Two things, quickly, by way of analysis:
As some of Barth’s disciples (and others) have pointed out, each of these three approaches seems not to take adequate account of the God of the Bible in reading the Bible. God Himself speaks in scripture with divine authority, His Spirit bears witness to the Word, thus every time we come to the Bible we (and all of our lenses) come under divine judgment. The issue is not whether I can get hold of my lenses and, if necessary, throw them off; the simple fact is that God will! He is the key “player” in the hermeneutical process; and He speaks and acts as sovereign Judge. Anyone who does not come to scripture with a humble awareness that he or she is sinfully biased and that God will expose his or her biases and command repentance, is coming to scripture as its lord and judge; and the object of the interpreter’s judgment is no longer the Word of the Lord, but mere text.
Let it be said that this divine judgment on all human interpretation is decidedly applicable in the North American context. Much was made last night of how “American” our reading of the Bible ought to be. I would say that we Americans in particular should come to scripture ready to be judged: the Bible is a Middle Eastern book, the Word took flesh as a Middle Easterner, and we have no idea how much our comfortable lenses will be smashed by the thought-world in which God chose to enculturate His revelation to humankind. If the gospel was an offense to Jews, and foolishness to Greeks, how will it rock the applecart of post-Enlightenment Western culture?

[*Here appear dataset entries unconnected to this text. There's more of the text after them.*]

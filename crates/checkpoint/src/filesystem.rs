//! Checkpoint files in a local directory.

use anyhow::{Context, Result};
use async_trait::async_trait;
use std::path::{Path, PathBuf};
use tracing::{debug, info};

use crate::store::CheckpointStore;
use crate::{CheckpointFile, StreamPhase};

/// Writes one JSON file per checkpoint, named
/// `{phase}-{kind}-{unix millis}.json`.
///
/// Files are written under a temporary name and renamed into place, so a
/// reader never sees a half-written checkpoint.
pub struct FilesystemStore {
    dir: PathBuf,
}

impl FilesystemStore {
    pub fn new(dir: impl Into<PathBuf>) -> Self {
        Self { dir: dir.into() }
    }

    pub fn dir(&self) -> &Path {
        &self.dir
    }

    fn prefix(kind: &str, phase: &StreamPhase) -> String {
        format!("{}-{kind}-", phase.as_str())
    }
}

#[async_trait]
impl CheckpointStore for FilesystemStore {
    async fn save(&self, file: &CheckpointFile) -> Result<()> {
        std::fs::create_dir_all(&self.dir)
            .with_context(|| format!("Failed to create {}", self.dir.display()))?;

        let name = format!(
            "{}{}.json",
            Self::prefix(&file.kind, &file.phase),
            file.written_at.timestamp_millis()
        );
        let path = self.dir.join(&name);
        let partial = self.dir.join(format!(".{name}.partial"));

        std::fs::write(&partial, serde_json::to_vec_pretty(file)?)
            .with_context(|| format!("Failed to write {}", partial.display()))?;
        std::fs::rename(&partial, &path)
            .with_context(|| format!("Failed to move checkpoint into {}", path.display()))?;
        info!("Wrote checkpoint {}", path.display());
        Ok(())
    }

    async fn latest(&self, kind: &str, phase: &StreamPhase) -> Result<Option<CheckpointFile>> {
        if !self.dir.exists() {
            return Ok(None);
        }

        let prefix = Self::prefix(kind, phase);
        let mut latest: Option<CheckpointFile> = None;
        for entry in std::fs::read_dir(&self.dir)? {
            let path = entry?.path();
            let matches = path
                .file_name()
                .and_then(|name| name.to_str())
                .is_some_and(|name| name.starts_with(&prefix) && name.ends_with(".json"));
            if !matches {
                continue;
            }

            let content = std::fs::read(&path)
                .with_context(|| format!("Failed to read {}", path.display()))?;
            let file: CheckpointFile = serde_json::from_slice(&content)
                .with_context(|| format!("Corrupt checkpoint file {}", path.display()))?;
            debug!("Found checkpoint {} written at {}", path.display(), file.written_at);
            if file.kind == kind
                && latest
                    .as_ref()
                    .is_none_or(|current| file.written_at > current.written_at)
            {
                latest = Some(file);
            }
        }
        Ok(latest)
    }
}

There is a further point I would want to make. When it comes to our biases in reading scripture, we are immeasurably helped by the fact that we are part of a holy catholic church. I was actually amazed that this never came up last evening. I am not permitted to claim a personal monopoly on biblical interpretation, nor is any local church community permitted to claim a monopoly, for the simple reason that we are all part of a worldwide interpretive community that stretches from the days of Jesus right down to the present. If my lenses are judged by the Lord in my reading of His Word, they are also judged by the readings of my brethren, even as their readings are judged by mine. Even those who preach and teach the Word profit from the Berean “judgments” of those who hear them. None of us should ever shy away from the challenge to our reading of scripture that comes from other Christian communions. This is part of the glory of being members of the Body of Christ.
“Keep we beseech thee, O Lord, thy church with thy perpetual mercy: and because the frailty of man without thee, cannot but fall: Keep us ever by thy help, and lead us to all things profitable to our salvation; through Jesus Christ our Lord.”